Yesterday was the launch in Denmark the first installation in the world to remove carbon dioxide fumes escaping from a coal power plant. Perhaps a significant advance in the fight against greenhouse gases.
It happened the 15 March in Denmark, precisely on the site of the central Esbjerg. The event is of importance since it suggests a solution to help significantly reduce emissions of greenhouse gas causing global warming. Opened yesterday, Castor, an industrial pilot called "capture CO2" conducted under the auspices of the IFP (French Petroleum Institute) and the European Commission, is simply the first plant to capture carbon dioxide even the smoke from a power plant to store it in the basement.
Objective: bury 10% of the product in Europe CO2
How to limit the volume of CO2 released from industrial facilities such as cement plants, power plants or refineries?

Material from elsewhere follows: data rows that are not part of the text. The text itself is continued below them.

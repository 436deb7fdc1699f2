//! PUBLISH packet handling

use tokio::io::{AsyncRead, AsyncWrite};
use tracing::{debug, error, trace};

use super::{queue, Connected, Connection, ConnectionError, Flow};
use crate::broker::dispatcher::Message;
use crate::hooks::Access;
use crate::protocol::{Packet, PubAck, Publish, QoS, ReasonCode};
use crate::topic::validate_topic_name_with_max_levels;

impl<S> Connection<S>
where
    S: AsyncRead + AsyncWrite + Unpin,
{
    /// Handle PUBLISH packet
    pub(crate) async fn handle_publish(
        &mut self,
        conn: &Connected,
        publish: Publish,
    ) -> Result<Flow, ConnectionError> {
        if publish.qos > self.config.max_qos {
            debug!(
                "{} published at {:?} above the maximum {:?}",
                conn.client.client_id, publish.qos, self.config.max_qos
            );
            return Err(ConnectionError::Violation(ReasonCode::QoSNotSupported));
        }
        // Topic Alias Maximum is never advertised, so any alias is invalid
        if publish.properties.topic_alias.is_some() {
            return Err(ConnectionError::Violation(ReasonCode::TopicAliasInvalid));
        }
        if let Err(why) =
            validate_topic_name_with_max_levels(&publish.topic, self.config.max_topic_levels)
        {
            debug!(
                "Invalid topic '{}' from {}: {}",
                publish.topic, conn.client.client_id, why
            );
            return Err(ConnectionError::Violation(ReasonCode::TopicNameInvalid));
        }
        if publish.retain && !self.config.retain_available {
            return Err(ConnectionError::Violation(ReasonCode::RetainNotSupported));
        }

        let access = Access::Publish {
            topic: &publish.topic,
            qos: publish.qos,
            retain: publish.retain,
        };
        let denied = match self.hooks.on_authorize(&conn.client, access).await {
            Ok(true) => None,
            Ok(false) => {
                debug!(
                    "PUBLISH denied for {} to topic {} (ACL)",
                    conn.client.client_id, publish.topic
                );
                Some(ReasonCode::NotAuthorized)
            }
            Err(e) => {
                error!("ACL check error for {}: {}", conn.client.client_id, e);
                Some(ReasonCode::UnspecifiedError)
            }
        };

        let reason = match denied {
            Some(reason) => reason,
            None => {
                let topic = publish.topic.clone();
                let size = publish.payload.len();
                let message = Message {
                    topic: publish.topic,
                    payload: publish.payload,
                    qos: publish.qos,
                    retain: publish.retain,
                    publisher: Some(conn.session.id()),
                };
                let delivered = self.dispatcher.publish(&message);
                trace!(
                    "PUBLISH {} from {} ({} bytes) -> {} subscriber(s)",
                    topic,
                    conn.client.client_id,
                    size,
                    delivered
                );
                if delivered == 0 {
                    ReasonCode::NoMatchingSubscribers
                } else {
                    ReasonCode::Success
                }
            }
        };

        // QoS 0 has no acknowledgement, so a refusal is silent. A v3.1.1
        // PUBACK carries no reason code.
        if publish.qos == QoS::AtLeastOnce {
            if let Some(packet_id) = publish.packet_id {
                queue(&conn.writer, &Packet::PubAck(PubAck::with_reason(packet_id, reason)))?;
            }
        }
        Ok(Flow::Continue)
    }
}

The latter would be responsible for more than 60% of global emissions of greenhouse gas. The idea has long been on the bench, is to recover the gas where it is produced, that is to say directly to the offending factories, and reinjecting it into the basement before it released into the atmosphere. This is known as track "capture and storage": "most promising" by the IFP.
But if on paper it's simple, in reality it faces particular problems of cost, Castor seems to solve. This program, launched in 2004, brings thirty partners coordinated by IFP to design by 2008 technologies to capture and store no less than 10% of CO2 issued in Europe or 30% of emissions from large installations industrial.